— Так что же заставило вас передумать?
— Брось, Бренда, — вмешался я. — Уверен, у него свои причины, и они нас совершенно не касаются.
Я взял ее за руку и потянул.
— Прекратите! — раздраженно бросила она. — Перестаньте обращаться со мной, как с ребенком!
Она сверлила меня глазами, пока я не отпустил ее. Мне показалось жестоко напоминать ей, что по сравнению с нами она была именно несмышленым ребенком.
— Я бы очень хотела знать, почему вы отказываетесь, — снова обратилась она к МакДональду.
Он взглянул на нее совершенно беззлобно, потом отвел глаза, словно бы в смущении. Я просто описываю, что видел; понятия не имею, из-за чего он мог смутиться.
— Я работаю только с теми, кто способен выжить, — тихо ответил он.

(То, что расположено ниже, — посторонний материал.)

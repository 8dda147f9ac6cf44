//! Value objects shared across the domain

mod roles;
mod status;

pub use roles::{AccountRole, AdvisorRole, ExaminerSlot};
pub use status::{DefenseStatus, ThesisStatus};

И, прежде чем кто-либо из нас успел ответить, он поднялся, подошел, чуть прихрамывая, к двери и открыл ее в ожидании, пока мы выйдем.
Я встал и покрепче нахлобучил шляпу. И был уже почти за порогом, когда раздался голос Бренды:
— Не понимаю! Что заставляет вас думать, что я не способна выжить?

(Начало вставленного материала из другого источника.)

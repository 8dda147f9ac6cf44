//! Application configuration structs
//!
//! Loads configuration from environment variables and config files.

use serde::Deserialize;
use std::env;

/// Main application configuration
#[derive(Debug, Clone, Deserialize)]
pub struct AppConfig {
    pub app: AppSettings,
    pub server: ServerConfig,
    pub database: DatabaseConfig,
    pub jwt: JwtConfig,
    pub cors: CorsConfig,
    pub storage: StorageConfig,
}

/// General application settings
#[derive(Debug, Clone, Deserialize)]
pub struct AppSettings {
    #[serde(default = "default_app_name")]
    pub name: String,
    #[serde(default = "default_env")]
    pub env: Environment,
}

/// Environment type
#[derive(Debug, Clone, Copy, PartialEq, Eq, Deserialize, Default)]
#[serde(rename_all = "lowercase")]
pub enum Environment {
    #[default]
    Development,
    Staging,
    Production,
}

impl Environment {
    #[must_use]
    pub fn is_production(&self) -> bool {
        matches!(self, Self::Production)
    }

    #[must_use]
    pub fn is_development(&self) -> bool {
        matches!(self, Self::Development)
    }
}

/// HTTP server configuration
#[derive(Debug, Clone, Deserialize)]
pub struct ServerConfig {
    #[serde(default = "default_host")]
    pub host: String,
    pub port: u16,
}

impl ServerConfig {
    #[must_use]
    pub fn address(&self) -> String {
        format!("{}:{}", self.host, self.port)
    }
}

/// Database configuration
#[derive(Debug, Clone, Deserialize)]
pub struct DatabaseConfig {
    pub url: String,
    #[serde(default = "default_max_connections")]
    pub max_connections: u32,
    #[serde(default = "default_min_connections")]
    pub min_connections: u32,
}

/// JWT configuration
#[derive(Debug, Clone, Deserialize)]
pub struct JwtConfig {
    pub secret: String,
    #[serde(default = "default_token_expiry")]
    pub token_expiry: i64,
}

/// CORS configuration
#[derive(Debug, Clone, Deserialize)]
pub struct CorsConfig {
    #[serde(default)]
    pub allowed_origins: Vec<String>,
}

/// Payment proof storage configuration
#[derive(Debug, Clone, Deserialize)]
pub struct StorageConfig {
    #[serde(default = "default_upload_dir")]
    pub upload_dir: String,
    #[serde(default = "default_max_file_size")]
    pub max_file_size_mb: u32,
}

// Default value functions
fn default_app_name() -> String {
    "thesis-server".to_string()
}

fn default_env() -> Environment {
    Environment::Development
}

fn default_host() -> String {
    "127.0.0.1".to_string()
}

fn default_max_connections() -> u32 {
    20
}

fn default_min_connections() -> u32 {
    5
}

fn default_token_expiry() -> i64 {
    86400 // 24 hours
}

fn default_upload_dir() -> String {
    "./uploads".to_string()
}

fn default_max_file_size() -> u32 {
    10
}

impl AppConfig {
    /// Load configuration from environment variables
    ///
    /// # Errors
    /// Returns an error if required environment variables are missing
    pub fn from_env() -> Result<Self, ConfigError> {
        // Load .env file if present (ignore errors if not found)
        let _ = dotenvy::dotenv();

        Ok(Self {
            app: AppSettings {
                name: env::var("APP_NAME").unwrap_or_else(|_| default_app_name()),
                env: env::var("APP_ENV")
                    .ok()
                    .and_then(|s| match s.to_lowercase().as_str() {
                        "production" => Some(Environment::Production),
                        "staging" => Some(Environment::Staging),
                        "development" => Some(Environment::Development),
                        _ => None,
                    })
                    .unwrap_or_default(),
            },
            server: ServerConfig {
                host: env::var("SERVER_HOST").unwrap_or_else(|_| default_host()),
                port: env::var("SERVER_PORT")
                    .ok()
                    .and_then(|s| s.parse().ok())
                    .ok_or(ConfigError::MissingVar("SERVER_PORT"))?,
            },
            database: DatabaseConfig {
                url: env::var("DATABASE_URL").map_err(|_| ConfigError::MissingVar("DATABASE_URL"))?,
                max_connections: env::var("DATABASE_MAX_CONNECTIONS")
                    .ok()
                    .and_then(|s| s.parse().ok())
                    .unwrap_or_else(default_max_connections),
                min_connections: env::var("DATABASE_MIN_CONNECTIONS")
                    .ok()
                    .and_then(|s| s.parse().ok())
                    .unwrap_or_else(default_min_connections),
            },
            jwt: JwtConfig {
                secret: env::var("JWT_SECRET").map_err(|_| ConfigError::MissingVar("JWT_SECRET"))?,
                token_expiry: env::var("JWT_TOKEN_EXPIRY")
                    .ok()
                    .and_then(|s| s.parse().ok())
                    .unwrap_or_else(default_token_expiry),
            },
            cors: CorsConfig {
                allowed_origins: env::var("CORS_ALLOWED_ORIGINS")
                    .ok()
                    .map(|s| s.split(',').map(str::trim).map(String::from).collect())
                    .unwrap_or_default(),
            },
            storage: StorageConfig {
                upload_dir: env::var("UPLOAD_DIR").unwrap_or_else(|_| default_upload_dir()),
                max_file_size_mb: env::var("MAX_FILE_SIZE_MB")
                    .ok()
                    .and_then(|s| s.parse().ok())
                    .unwrap_or_else(default_max_file_size),
            },
        })
    }
}

/// Configuration errors
#[derive(Debug, thiserror::Error)]
pub enum ConfigError {
    #[error("Missing required environment variable: {0}")]
    MissingVar(&'static str),

    #[error("Invalid value for {0}: {1}")]
    InvalidValue(&'static str, String),
}

#[cfg(test)]
mod tests {
    use super::*;

    #[test]
    fn test_environment_is_production() {
        assert!(!Environment::Development.is_production());
        assert!(!Environment::Staging.is_production());
        assert!(Environment::Production.is_production());
    }

    #[test]
    fn test_server_address() {
        let config = ServerConfig {
            host: "0.0.0.0".to_string(),
            port: 3000,
        };
        assert_eq!(config.address(), "0.0.0.0:3000");
    }

    #[test]
    fn test_default_values() {
        assert_eq!(default_app_name(), "thesis-server");
        assert_eq!(default_host(), "127.0.0.1");
        assert_eq!(default_token_expiry(), 86400);
        assert_eq!(default_upload_dir(), "./uploads");
    }
}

— Я не говорил, что вы не способны, — отозвался он.
Я повернулся к нему лицом и медленно произнес:
— Бренда! Поправь меня, если я ошибаюсь. Я и вправду только что слышал, что меня обвиняет в нежизнеспособности человек, рискующий своей собственной жизнью ради игры?
Она ничего не ответила. Думаю, она поняла, что тут происходило нечто, что касалось только меня и МакДональда. Хотел бы я знать, что это было и почему это так разозлило меня.

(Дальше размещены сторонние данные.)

//! Account database models - one per account table

use chrono::{DateTime, Utc};
use sqlx::FromRow;
use uuid::Uuid;

/// Database model for the admins table
#[derive(Debug, Clone, FromRow)]
pub struct AdminModel {
    pub id: Uuid,
    pub name: String,
    pub email: String,
    pub password_hash: String,
    pub created_at: DateTime<Utc>,
    pub updated_at: DateTime<Utc>,
    pub deleted_at: Option<DateTime<Utc>>,
}

/// Database model for the faculty table
#[derive(Debug, Clone, FromRow)]
pub struct FacultyModel {
    pub id: Uuid,
    pub nidn: String,
    pub name: String,
    pub email: String,
    pub password_hash: String,
    pub created_at: DateTime<Utc>,
    pub updated_at: DateTime<Utc>,
    pub deleted_at: Option<DateTime<Utc>>,
}

/// Database model for the students table
#[derive(Debug, Clone, FromRow)]
pub struct StudentModel {
    pub id: Uuid,
    pub nim: String,
    pub name: String,
    pub email: String,
    pub password_hash: String,
    pub thesis_clearance: bool,
    pub created_at: DateTime<Utc>,
    pub updated_at: DateTime<Utc>,
    pub deleted_at: Option<DateTime<Utc>>,
}

impl StudentModel {
    /// Check if the student is soft deleted
    #[inline]
    pub fn is_deleted(&self) -> bool {
        self.deleted_at.is_some()
    }
}
//! Repository implementations
//!
//! PostgreSQL implementations of the repository traits defined in thesis-core.
//! Each repository handles database operations for a specific domain entity.

mod account;
mod approval;
mod defense;
mod error;
mod news;
mod thesis;

pub use account::PgAccountRepository;
pub use approval::PgApprovalRepository;
pub use defense::PgDefenseRepository;
pub use news::PgNewsRepository;
pub use thesis::PgThesisRepository;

— Риск можно просчитать, — ответил МакДональд. — Я до сих пор жив. И умирать не собираюсь.
Ничто хорошее не длится вечно. Бренда снова встряла:
— Но что же такого в Хилди, что заставляет вас…
— Это меня не касается, — оборвал он, не сводя с меня глаз. — Да, я кое-что вижу в Хилди. И если бы я согласился присоединиться к вам, тогда бы мне пришлось разбираться, что.
— Вы видите, приятель, всего лишь человека, который заботится о своих делах и не позволяет какой-то там девице с ножом решать их вместо него.
Почему-то это прозвучало не так, как мне бы хотелось это высказать. МакДональд ответил слабой улыбкой. Я повернулся и выбежал вон, не заботясь о том, поспевает ли за мной Бренда.
Я с трудом оторвал голову от стойки. Кругом было слишком ярко и шумно. Кажется, я попал на карусель, но что тогда делает в моей руке эта бутылка?
Я сфокусировал на ней взгляд, и окружающий мир постепенно перестал вращаться. Под бутылкой и у меня под рукой темнела лужица виски, и половина лица у меня была мокрая. Я лежал в луже…
— Если ты наблюешь у меня в баре, — пригрозил кто-то, — я измолочу тебя в кровь.
Я совершил настоящий подвиг, переведя взгляд на говорившего. Это был бармен, и я сказал ему, что блевать не собираюсь… как вдруг чуть не подавился, кинулся заплетающимся шагом к двери и устроил безобразие прямо посреди Конгресс Стрит.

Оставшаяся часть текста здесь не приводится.